- Exercise description
Transcribe every record beneath, precisely as written.

- Supplied material
//! # File and Folder Records

use chrono::{DateTime, Utc};
use serde::{Deserialize, Serialize};
use uuid::Uuid;

use super::OwnerId;

/// A committed file. Exists only once its backing object was confirmed.
#[derive(Debug, Clone, PartialEq, Eq, Serialize, Deserialize)]
pub struct FileRecord {
    pub id: Uuid,
    pub owner_id: OwnerId,
    pub name: String,
    pub size_bytes: u64,
    pub content_type: String,
    /// Unique within the owner's namespace
    pub object_key: String,
    #[serde(default)]
    pub folder_id: Option<Uuid>,
    pub created_at: DateTime<Utc>,
    pub updated_at: DateTime<Utc>,
}

impl FileRecord {
    /// Create a record for a freshly confirmed object
    pub fn new(
        owner_id: OwnerId,
        name: String,
        size_bytes: u64,
        content_type: String,
        object_key: String,
        folder_id: Option<Uuid>,
    ) -> Self {
        let now = Utc::now();
        Self {
            id: Uuid::new_v4(),
            owner_id,
            name,
            size_bytes,
            content_type,
            object_key,
            folder_id,
            created_at: now,
            updated_at: now,
        }
    }
}

/// A folder. Only a flat parent reference, no path semantics.
#[derive(Debug, Clone, PartialEq, Eq, Serialize, Deserialize)]
pub struct Folder {
    pub id: Uuid,
    pub owner_id: OwnerId,
    pub name: String,
    #[serde(default)]
    pub parent_id: Option<Uuid>,
    pub created_at: DateTime<Utc>,
    pub updated_at: DateTime<Utc>,
}

impl Folder {
    pub fn new(owner_id: OwnerId, name: String, parent_id: Option<Uuid>) -> Self {
        let now = Utc::now();
        Self {
            id: Uuid::new_v4(),
            owner_id,
            name,
            parent_id,
            created_at: now,
            updated_at: now,
        }
    }
}

/// Which folder a listing is restricted to
#[derive(Debug, Clone, Copy, PartialEq, Eq, Default)]
pub enum FolderFilter {
    /// Every file regardless of folder
    #[default]
    Any,
    /// Files with no folder
    Root,
    In(Uuid),
}

#[derive(Debug, Clone, Copy, PartialEq, Eq, Default, Serialize, Deserialize)]
#[serde(rename_all = "snake_case")]
pub enum SortField {
    Name,
    #[default]
    CreatedAt,
    Size,
    ContentType,
}

#[derive(Debug, Clone, Copy, PartialEq, Eq, Default, Serialize, Deserialize)]
#[serde(rename_all = "lowercase")]
pub enum SortDirection {
    Asc,
    #[default]
    Desc,
}

/// File listing filter. Defaults to every file, newest first.
#[derive(Debug, Clone, Default)]
pub struct FileQuery {
    pub folder: FolderFilter,
    /// Case-insensitive substring match on the name
    pub search: Option<String>,
    pub content_type: Option<String>,
    pub sort: SortField,
    pub direction: SortDirection,
}

impl FileQuery {
    /// Whether a record passes the folder, search and type filters
    pub fn matches(&self, file: &FileRecord) -> bool {
        let folder_ok = match self.folder {
            FolderFilter::Any => true,
            FolderFilter::Root => file.folder_id.is_none(),
            FolderFilter::In(id) => file.folder_id == Some(id),
        };
        if !folder_ok {
            return false;
        }

        if let Some(search) = &self.search {
            if !file.name.to_lowercase().contains(&search.to_lowercase()) {
                return false;
            }
        }

        match &self.content_type {
            Some(ct) => &file.content_type == ct,
            None => true,
        }
    }

    /// Sort records in place according to the query
    pub fn sort(&self, files: &mut [FileRecord]) {
        files.sort_by(|a, b| {
            let ordering = match self.sort {
                SortField::Name => a.name.to_lowercase().cmp(&b.name.to_lowercase()),
                SortField::CreatedAt => a.created_at.cmp(&b.created_at),
                SortField::Size => a.size_bytes.cmp(&b.size_bytes),
                SortField::ContentType => a.content_type.cmp(&b.content_type),
            };
            // Stable tie-break so listings are deterministic
            let ordering = ordering.then_with(|| a.id.cmp(&b.id));
            match self.direction {
                SortDirection::Asc => ordering,
                SortDirection::Desc => ordering.reverse(),
            }
        });
    }
}

#[cfg(test)]
mod tests {
    use super::*;
    use chrono::Duration;

    fn record(name: &str, size: u64, content_type: &str) -> FileRecord {
        FileRecord::new(
            Uuid::new_v4(),
            name.to_string(),
            size,
            content_type.to_string(),
            format!("uploads/x/{}", name),
            None,
        )
    }

    #[test]
    fn test_search_is_case_insensitive() {
        let query = FileQuery {
            search: Some("REPORT".to_string()),
            ..Default::default()
        };
        assert!(query.matches(&record("q3-report.pdf", 1, "application/pdf")));
        assert!(!query.matches(&record("photo.png", 1, "image/png")));
    }

    #[test]
    fn test_folder_filter() {
        let folder = Uuid::new_v4();
        let mut inside = record("a.txt", 1, "text/plain");
        inside.folder_id = Some(folder);
        let root = record("b.txt", 1, "text/plain");

        let in_folder = FileQuery { folder: FolderFilter::In(folder), ..Default::default() };
        assert!(in_folder.matches(&inside));
        assert!(!in_folder.matches(&root));

        let at_root = FileQuery { folder: FolderFilter::Root, ..Default::default() };
        assert!(at_root.matches(&root));
        assert!(!at_root.matches(&inside));
    }

    #[test]
    fn test_default_sort_is_newest_first() {
        let mut older = record("old.txt", 1, "text/plain");
        older.created_at = Utc::now() - Duration::hours(1);
        let newer = record("new.txt", 1, "text/plain");

        let mut files = vec![older.clone(), newer.clone()];
        FileQuery::default().sort(&mut files);
        assert_eq!(files[0].id, newer.id);
        assert_eq!(files[1].id, older.id);
    }

    #[test]
    fn test_sort_by_size_ascending() {
        let mut files = vec![
            record("big", 300, "text/plain"),
            record("small", 1, "text/plain"),
            record("mid", 20, "text/plain"),
        ];
        let query = FileQuery {
            sort: SortField::Size,
            direction: SortDirection::Asc,
            ..Default::default()
        };
        query.sort(&mut files);
        let sizes: Vec<u64> = files.iter().map(|f| f.size_bytes).collect();
        assert_eq!(sizes, vec![1, 20, 300]);
    }
}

- Result of this task
//! # File and Folder Records

use chrono::{DateTime, Utc};
use serde::{Deserialize, Serialize};
use uuid::Uuid;

use super::OwnerId;

/// A committed file. Exists only once its backing object was confirmed.
#[derive(Debug, Clone, PartialEq, Eq, Serialize, Deserialize)]
pub struct FileRecord {
    pub id: Uuid,
    pub owner_id: OwnerId,
    pub name: String,
    pub size_bytes: u64,
    pub content_type: String,
    /// Unique within the owner's namespace
    pub object_key: String,
    #[serde(default)]
    pub folder_id: Option<Uuid>,
    pub created_at: DateTime<Utc>,
    pub updated_at: DateTime<Utc>,
}

impl FileRecord {
    /// Create a record for a freshly confirmed object
    pub fn new(
        owner_id: OwnerId,
        name: String,
        size_bytes: u64,
        content_type: String,
        object_key: String,
        folder_id: Option<Uuid>,
    ) -> Self {
        let now = Utc::now();
        Self {
            id: Uuid::new_v4(),
            owner_id,
            name,
            size_bytes,
            content_type,
            object_key,
            folder_id,
            created_at: now,
            updated_at: now,
        }
    }
}

/// A folder. Only a flat parent reference, no path semantics.
#[derive(Debug, Clone, PartialEq, Eq, Serialize, Deserialize)]
pub struct Folder {
    pub id: Uuid,
    pub owner_id: OwnerId,
    pub name: String,
    #[serde(default)]
    pub parent_id: Option<Uuid>,
    pub created_at: DateTime<Utc>,
    pub updated_at: DateTime<Utc>,
}

impl Folder {
    pub fn new(owner_id: OwnerId, name: String, parent_id: Option<Uuid>) -> Self {
        let now = Utc::now();
        Self {
            id: Uuid::new_v4(),
            owner_id,
            name,
            parent_id,
            created_at: now,
            updated_at: now,
        }
    }
}

/// Which folder a listing is restricted to
#[derive(Debug, Clone, Copy, PartialEq, Eq, Default)]
pub enum FolderFilter {
    /// Every file regardless of folder
    #[default]
    Any,
    /// Files with no folder
    Root,
    In(Uuid),
}

#[derive(Debug, Clone, Copy, PartialEq, Eq, Default, Serialize, Deserialize)]
#[serde(rename_all = "snake_case")]
pub enum SortField {
    Name,
    #[default]
    CreatedAt,
    Size,
    ContentType,
}

#[derive(Debug, Clone, Copy, PartialEq, Eq, Default, Serialize, Deserialize)]
#[serde(rename_all = "lowercase")]
pub enum SortDirection {
    Asc,
    #[default]
    Desc,
}

/// File listing filter. Defaults to every file, newest first.
#[derive(Debug, Clone, Default)]
pub struct FileQuery {
    pub folder: FolderFilter,
    /// Case-insensitive substring match on the name
    pub search: Option<String>,
    pub content_type: Option<String>,
    pub sort: SortField,
    pub direction: SortDirection,
}

impl FileQuery {
    /// Whether a record passes the folder, search and type filters
    pub fn matches(&self, file: &FileRecord) -> bool {
        let folder_ok = match self.folder {
            FolderFilter::Any => true,
            FolderFilter::Root => file.folder_id.is_none(),
            FolderFilter::In(id) => file.folder_id == Some(id),
        };
        if !folder_ok {
            return false;
        }

        if let Some(search) = &self.search {
            if !file.name.to_lowercase().contains(&search.to_lowercase()) {
                return false;
            }
        }

        match &self.content_type {
            Some(ct) => &file.content_type == ct,
            None => true,
        }
    }

    /// Sort records in place according to the query
    pub fn sort(&self, files: &mut [FileRecord]) {
        files.sort_by(|a, b| {
            let ordering = match self.sort {
                SortField::Name => a.name.to_lowercase().cmp(&b.name.to_lowercase()),
                SortField::CreatedAt => a.created_at.cmp(&b.created_at),
                SortField::Size => a.size_bytes.cmp(&b.size_bytes),
                SortField::ContentType => a.content_type.cmp(&b.content_type),
            };
            // Stable tie-break so listings are deterministic
            let ordering = ordering.then_with(|| a.id.cmp(&b.id));
            match self.direction {
                SortDirection::Asc => ordering,
                SortDirection::Desc => ordering.reverse(),
            }
        });
    }
}

#[cfg(test)]
mod tests {
    use super::*;
    use chrono::Duration;

    fn record(name: &str, size: u64, content_type: &str) -> FileRecord {
        FileRecord::new(
            Uuid::new_v4(),
            name.to_string(),
            size,
            content_type.to_string(),
            format!("uploads/x/{}", name),
            None,
        )
    }

    #[test]
    fn test_search_is_case_insensitive() {
        let query = FileQuery {
            search: Some("REPORT".to_string()),
            ..Default::default()
        };
        assert!(query.matches(&record("q3-report.pdf", 1, "application/pdf")));
        assert!(!query.matches(&record("photo.png", 1, "image/png")));
    }

    #[test]
    fn test_folder_filter() {
        let folder = Uuid::new_v4();
        let mut inside = record("a.txt", 1, "text/plain");
        inside.folder_id = Some(folder);
        let root = record("b.txt", 1, "text/plain");

        let in_folder = FileQuery { folder: FolderFilter::In(folder), ..Default::default() };
        assert!(in_folder.matches(&inside));
        assert!(!in_folder.matches(&root));

        let at_root = FileQuery { folder: FolderFilter::Root, ..Default::default() };
        assert!(at_root.matches(&root));
        assert!(!at_root.matches(&inside));
    }

    #[test]
    fn test_default_sort_is_newest_first() {
        let mut older = record("old.txt", 1, "text/plain");
        older.created_at = Utc::now() - Duration::hours(1);
        let newer = record("new.txt", 1, "text/plain");

        let mut files = vec![older.clone(), newer.clone()];
        FileQuery::default().sort(&mut files);
        assert_eq!(files[0].id, newer.id);
        assert_eq!(files[1].id, older.id);
    }

    #[test]
    fn test_sort_by_size_ascending() {
        let mut files = vec![
            record("big", 300, "text/plain"),
            record("small", 1, "text/plain"),
            record("mid", 20, "text/plain"),
        ];
        let query = FileQuery {
            sort: SortField::Size,
            direction: SortDirection::Asc,
            ..Default::default()
        };
        query.sort(&mut files);
        let sizes: Vec<u64> = files.iter().map(|f| f.size_bytes).collect();
        assert_eq!(sizes, vec![1, 20, 300]);
    }
}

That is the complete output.